Thursday, June 30, 2016

Pierced by the Sun - Laura Esquivel

Laura Esquivel is best known as the author of Like Water for Chocolate. In her new book, Pierced by the Sun, the magic realism is less overt, but it's there nonetheless.

Lupita is a Mexican policewoman who witnesses the murder of a local politician in broad daylight on a city street. His death throws her back into the self-abusive practices she had used before -- drinking and drugs. At the same time, the local political machine marks her for death. She inadvertently escapes into the succor of indigenous spirituality, and in so doing, finds a way out -- not just for her personal dilemmas, but maybe for her nation, too.

Esquivel does a fine job weaving together the various threads that make up the tapestry of modern Mexico -- Catholicism and indigenous religion, political corruption and the drug trade, and people just trying to live their lives. The trope of the modern woman who finds her way again by adopting ancient ways is somewhat hackneyed, but at least the author doesn't make it the focus of the book. She does, however, have an overt agenda, or at least a moral to her story; it's clear that Lupita is a stand-in for Mexico herself, as evidenced by the story's final sentence:
Most importantly, if Lupita -- who had collected so much pain, who had experienced so much anger -- could heal and connect to The Whole, so could Mexico.
I picked up Pierced by the Sun for free as part of Amazon's Kindle First program. If you're looking for another Like Water for Chocolate, you'll be disappointed. But if you can stand a little morality play with your magic realism, you may enjoy Pierced by the Sun.

Thursday, June 23, 2016

Catering Girl - Laurie Boris

Y'all know by now how much I love Laurie Boris's work -- and I'd say that even if we weren't fellow minions at Indies Unlimited. So nobody should be surprised when I say that I loved this book.

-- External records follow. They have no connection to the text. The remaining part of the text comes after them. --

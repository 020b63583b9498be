//! 连接封装
//!
//! 在一条双向字节传输之上提供四种传输原语：消息、字符串、文件和字节流。
//! 所有原语共用同一种"状态码 + 空格 + 文本"的行格式（见 [`crate::codec`]）。
//!
//! 离散传输（消息、字符串、文件）与流模式互斥。进入流模式需要双方各自调用
//! [`Connection::start_stream`] 完成对称握手。

use std::io::SeekFrom;
use std::path::Path;
use std::sync::atomic::{AtomicBool, Ordering};
use std::sync::Arc;

use bytes::{Buf, BytesMut};
use tokio::fs::{File, OpenOptions};
use tokio::io::{AsyncBufReadExt, AsyncRead, AsyncSeekExt, AsyncWrite, AsyncWriteExt, BufReader};
use tokio::net::tcp::{OwnedReadHalf, OwnedWriteHalf};
use tracing::{debug, trace};

use crate::codec::{escape_frame, split_lines, unescape_frame, LineReader, LineWriter};
use crate::error::{Incomplete, ProtocolError, ReceiveResult, Result};
use crate::message::Message;
use crate::transport::Transport;
use crate::{
    FILE_CLASS, FILE_END, FILE_END_TEXT, FILE_LINE, FILE_START, FILE_START_TEXT, MESSAGE_CLASS,
    MESSAGE_END, MESSAGE_END_TEXT, MESSAGE_LINE, MESSAGE_TAG, STREAM_END, STREAM_END_TEXT,
    STREAM_LINE, STREAM_START, STREAM_START_TEXT, STRING,
};

/// TCP 之上的连接
pub type TcpConnection = Connection<OwnedReadHalf, OwnedWriteHalf>;

/// 连接封装
///
/// `&mut self` 保证同一时刻只有一个调用方在使用连接。需要一边读一边写时，
/// 用 [`Connection::split`] 拆成两端交给不同任务。
///
/// # Type Parameters
/// * `R` - 读取端类型
/// * `W` - 写入端类型
pub struct Connection<R, W> {
    reader: StreamReader<R>,
    writer: StreamWriter<W>,
}

impl<R: AsyncRead + Unpin, W: AsyncWrite + Unpin> Connection<R, W> {
    /// 从传输层创建连接
    pub fn new<T: Transport<Reader = R, Writer = W>>(transport: T) -> Self {
        let (reader, writer) = transport.split();
        Self::from_parts(reader, writer)
    }

    /// 从读写端直接创建连接
    pub fn from_parts(reader: R, writer: W) -> Self {
        let streaming = Arc::new(AtomicBool::new(false));
        Self {
            reader: StreamReader {
                lines: LineReader::new(reader),
                streaming: Arc::clone(&streaming),
                leftover: BytesMut::new(),
            },
            writer: StreamWriter {
                lines: LineWriter::new(writer),
                streaming,
            },
        }
    }

    pub fn is_streaming(&self) -> bool {
        self.reader.is_streaming()
    }

    /// 分离为流读取端和流写入端
    ///
    /// 用于流模式下并发读写的场景。两端共享流状态：任一端结束流后，
    /// 另一端也回到非流模式。
    pub fn split(self) -> (StreamReader<R>, StreamWriter<W>) {
        (self.reader, self.writer)
    }

    fn ensure_discrete(&self, operation: &'static str) -> Result<()> {
        if self.is_streaming() {
            return Err(ProtocolError::Streaming { operation });
        }
        Ok(())
    }

    /// 发送消息
    ///
    /// 先封存消息，然后按行发送正文。正文末尾的换行不会产生额外的空行，
    /// 接收方会在每一行后补上换行。
    pub async fn send_message(&mut self, mut message: Message) -> Result<()> {
        self.ensure_discrete("send message")?;
        message.seal();

        self.writer
            .lines
            .write_line(MESSAGE_TAG, message.tag().as_bytes())
            .await?;
        let payload = message.take_payload();
        for line in split_lines(&payload) {
            self.writer.lines.write_line(MESSAGE_LINE, line).await?;
        }
        self.writer
            .lines
            .write_line(MESSAGE_END, MESSAGE_END_TEXT.as_bytes())
            .await?;
        self.writer.lines.flush().await?;

        debug!(tag = message.tag(), bytes = payload.len(), "Message sent");
        Ok(())
    }

    /// 接收任意标签的消息
    pub async fn receive_message(&mut self) -> ReceiveResult<Message> {
        self.receive_tagged(None).await
    }

    /// 接收指定标签的消息
    ///
    /// 标签不符时返回 [`ProtocolError::TagMismatch`]，消息正文留在连接中未被读取。
    pub async fn receive_message_with_tag(&mut self, tag: &str) -> ReceiveResult<Message> {
        self.receive_tagged(Some(tag)).await
    }

    async fn receive_tagged(&mut self, expected: Option<&str>) -> ReceiveResult<Message> {
        self.ensure_discrete("receive message")?;

        let tag = self
            .reader
            .lines
            .read_code_line(MESSAGE_TAG)
            .await?
            .into_string()?;
        if let Some(expected) = expected {
            if tag != expected {
                return Err(ProtocolError::TagMismatch {
                    expected: expected.to_string(),
                    actual: tag,
                }
                .into());
            }
        }

        let mut message = Message::new(tag);
        loop {
            let line = match self.reader.lines.read_code_line(MESSAGE_CLASS).await {
                Ok(line) => line,
                Err(e) => return Err(Incomplete::with_partial(message, e)),
            };
            match line.code {
                MESSAGE_LINE => {
                    message.append(&line.text);
                    message.append(b"\n");
                }
                MESSAGE_END => {
                    debug!(tag = message.tag(), bytes = message.len(), "Message received");
                    return Ok(message);
                }
                code => {
                    return Err(Incomplete::with_partial(
                        message,
                        ProtocolError::UnexpectedLine {
                            code,
                            block: "message",
                        },
                    ))
                }
            }
        }
    }

    /// 发送单行字符串
    ///
    /// 不做任何转义，调用方不得传入包含换行的字符串。
    pub async fn send_string(&mut self, text: &str) -> Result<()> {
        self.ensure_discrete("send string")?;
        self.writer.lines.send_line(STRING, text.as_bytes()).await
    }

    /// 接收单行字符串
    pub async fn receive_string(&mut self) -> Result<String> {
        self.ensure_discrete("receive string")?;
        self.reader.lines.read_code_line(STRING).await?.into_string()
    }

    /// 逐行发送文件，发送后关闭文件
    pub async fn send_and_close_file(&mut self, file: File) -> Result<()> {
        self.ensure_discrete("send file")?;

        self.writer
            .lines
            .write_line(FILE_START, FILE_START_TEXT.as_bytes())
            .await?;
        let mut lines = BufReader::new(file).split(b'\n');
        let mut count = 0usize;
        while let Some(line) = lines.next_segment().await.map_err(ProtocolError::File)? {
            self.writer.lines.write_line(FILE_LINE, &line).await?;
            count += 1;
        }
        drop(lines);
        self.writer
            .lines
            .write_line(FILE_END, FILE_END_TEXT.as_bytes())
            .await?;
        self.writer.lines.flush().await?;

        debug!(lines = count, "File sent");
        Ok(())
    }

    /// 接收文件并写入 `path`
    ///
    /// 目标文件会先被创建。成功时文件已刷新并回到开头；
    /// 失败时（包括缺少开始标记）仍返回已创建、可能只写了一部分的文件。
    pub async fn receive_file(&mut self, path: impl AsRef<Path>) -> ReceiveResult<File> {
        self.ensure_discrete("receive file")?;

        let mut file = OpenOptions::new()
            .read(true)
            .write(true)
            .create(true)
            .truncate(true)
            .open(path.as_ref())
            .await
            .map_err(ProtocolError::File)?;

        match self.reader.lines.read_code_line(FILE_START).await {
            Ok(_) => {}
            Err(ProtocolError::UnexpectedCode { actual, .. }) => {
                debug!(code = actual, "File transfer without start marker");
                return Err(Incomplete::with_partial(file, ProtocolError::MissingFileStart));
            }
            Err(e) => return Err(Incomplete::with_partial(file, e)),
        }

        loop {
            let line = match self.reader.lines.read_code_line(FILE_CLASS).await {
                Ok(line) => line,
                Err(e) => return Err(Incomplete::with_partial(file, e)),
            };
            match line.code {
                FILE_LINE => {
                    let written = async {
                        file.write_all(&line.text).await?;
                        file.write_all(b"\n").await
                    }
                    .await;
                    if let Err(e) = written {
                        return Err(Incomplete::with_partial(file, ProtocolError::File(e)));
                    }
                }
                FILE_END => {
                    let rewound = async {
                        file.flush().await?;
                        file.sync_all().await?;
                        file.seek(SeekFrom::Start(0)).await
                    }
                    .await;
                    return match rewound {
                        Ok(_) => {
                            debug!(path = %path.as_ref().display(), "File received");
                            Ok(file)
                        }
                        Err(e) => Err(Incomplete::with_partial(file, ProtocolError::File(e))),
                    };
                }
                code => {
                    return Err(Incomplete::with_partial(
                        file,
                        ProtocolError::InvalidFileLine { code },
                    ))
                }
            }
        }
    }

    /// 进入流模式
    ///
    /// 幂等。发送开始标记后阻塞，直到读到对端的开始标记为止；
    /// 对端必须同样调用 `start_stream`。
    pub async fn start_stream(&mut self) -> Result<()> {
        if self.writer.streaming.swap(true, Ordering::AcqRel) {
            return Ok(());
        }
        self.writer
            .lines
            .send_line(STREAM_START, STREAM_START_TEXT.as_bytes())
            .await?;
        self.reader.lines.read_code_line(STREAM_START).await?;
        debug!("Stream started");
        Ok(())
    }

    /// 退出流模式
    ///
    /// 幂等。发送结束标记后立即返回，不等待确认；对端已发出的帧仍可能到达。
    pub async fn stop_stream(&mut self) -> Result<()> {
        self.writer.stop_stream().await
    }

    /// 流模式下写入字节，见 [`StreamWriter::write`]
    pub async fn write(&mut self, data: &[u8]) -> Result<usize> {
        self.writer.write(data).await
    }

    /// 流模式下读取字节，见 [`StreamReader::read`]
    pub async fn read(&mut self, buf: &mut [u8]) -> ReceiveResult<usize> {
        self.reader.read(buf).await
    }

    /// 关闭连接（发送缓冲数据并关闭写入端）
    pub async fn close(self) -> Result<()> {
        self.writer.close().await
    }
}

/// 流读取端
pub struct StreamReader<R> {
    lines: LineReader<R>,
    streaming: Arc<AtomicBool>,
    /// 上一个流帧中放不进调用方缓冲区的剩余字节
    leftover: BytesMut,
}

impl<R: AsyncRead + Unpin> StreamReader<R> {
    pub fn is_streaming(&self) -> bool {
        self.streaming.load(Ordering::Acquire)
    }

    /// 流模式下读取字节
    ///
    /// 先取出上次剩余的字节，缓冲区未满时继续读取流帧，多出的部分留给下次读取。
    /// 读到对端的结束标记时退出流模式，并以 [`ProtocolError::StreamEnded`]
    /// 返回本次已读入的字节数。非流模式下什么也不做并返回 0。
    pub async fn read(&mut self, buf: &mut [u8]) -> ReceiveResult<usize> {
        if !self.is_streaming() {
            return Ok(0);
        }

        let mut n = self.leftover.len().min(buf.len());
        buf[..n].copy_from_slice(&self.leftover[..n]);
        self.leftover.advance(n);

        while n < buf.len() {
            let line = match self.lines.read_code_line(STREAM_LINE).await {
                Ok(line) => line,
                Err(ProtocolError::UnexpectedCode {
                    actual: STREAM_END, ..
                }) => {
                    self.streaming.store(false, Ordering::Release);
                    debug!("Stream ended by peer");
                    return Err(Incomplete::with_partial(n, ProtocolError::StreamEnded));
                }
                Err(e) => return Err(Incomplete::with_partial(n, e)),
            };

            let frame = unescape_frame(&line.text);
            let take = frame.len().min(buf.len() - n);
            buf[n..n + take].copy_from_slice(&frame[..take]);
            n += take;
            self.leftover.extend_from_slice(&frame[take..]);
        }

        Ok(n)
    }
}

/// 流写入端
pub struct StreamWriter<W> {
    lines: LineWriter<W>,
    streaming: Arc<AtomicBool>,
}

impl<W: AsyncWrite + Unpin> StreamWriter<W> {
    pub fn is_streaming(&self) -> bool {
        self.streaming.load(Ordering::Acquire)
    }

    /// 流模式下写入字节
    ///
    /// 整个缓冲区转义后作为一个流帧发送，返回值总是输入长度。
    /// 非流模式下什么也不做并返回 0。
    pub async fn write(&mut self, data: &[u8]) -> Result<usize> {
        if !self.is_streaming() || data.is_empty() {
            return Ok(0);
        }
        self.lines
            .send_line(STREAM_LINE, &escape_frame(data))
            .await?;
        trace!(bytes = data.len(), "Stream frame written");
        Ok(data.len())
    }

    /// 退出流模式，幂等
    pub async fn stop_stream(&mut self) -> Result<()> {
        if !self.streaming.swap(false, Ordering::AcqRel) {
            return Ok(());
        }
        self.lines
            .send_line(STREAM_END, STREAM_END_TEXT.as_bytes())
            .await?;
        debug!("Stream stopped");
        Ok(())
    }

    /// 发送缓冲数据并关闭写入端
    pub async fn close(mut self) -> Result<()> {
        self.lines.shutdown().await
    }
}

Catering Girl is a prequel to Boris's first novel, The Joke's On Me! The main character in both books is Frankie Goldberg, a nice Jewish girl from the East Coast who has made her way to L.A. to try to make it as an actress, or a comic, or both. Instead, she's working for a catering company on the set of a film starring Oscar-winning starlet Anastasia Cole. Anastasia is a diva with a reputation, but Frankie happens to deliver her cappuchino when she's having an identity crisis -- and before long, Frankie finds herself wheeling and dealing on Anastasia's behalf. But how long will Anastasia continue to need her? And what if, in the process, Frankie loses herself?

I love Frankie. Her snarky attitude just barely covers her major self-esteem issues. And Boris has given her a great foil in Anastasia, the not-quite-brainless beauty who essentially hires Frankie to be her best friend.

I would highly recommend Catering Girl to anyone looking for a quick, fun summer read -- and if you find Frankie as appealing as I do, you'll be glad to know you can segue right into the rest of her story.

Thursday, June 16, 2016

Ashes and Rain (Ahsenthe Cycle #2) - Alexes Razevich

Part sci-fi and part fantasy, Ashes and Rain picks up where Khe left off -- and does a wonderful job of furthering and enriching the original story.

As this book opens, Khe knows she has changed, and she is becoming aware of how much her efforts, and those of the doumanas she assisted, have changed their world. They have overthrown the lumani, the shadowy race that ran the doumanas' society -- but now that no one is telling them what to do, the doumanas don't know how to make their own decisions. Because of that, many doumanas distrust Khe, and she finds she literally cannot go home again.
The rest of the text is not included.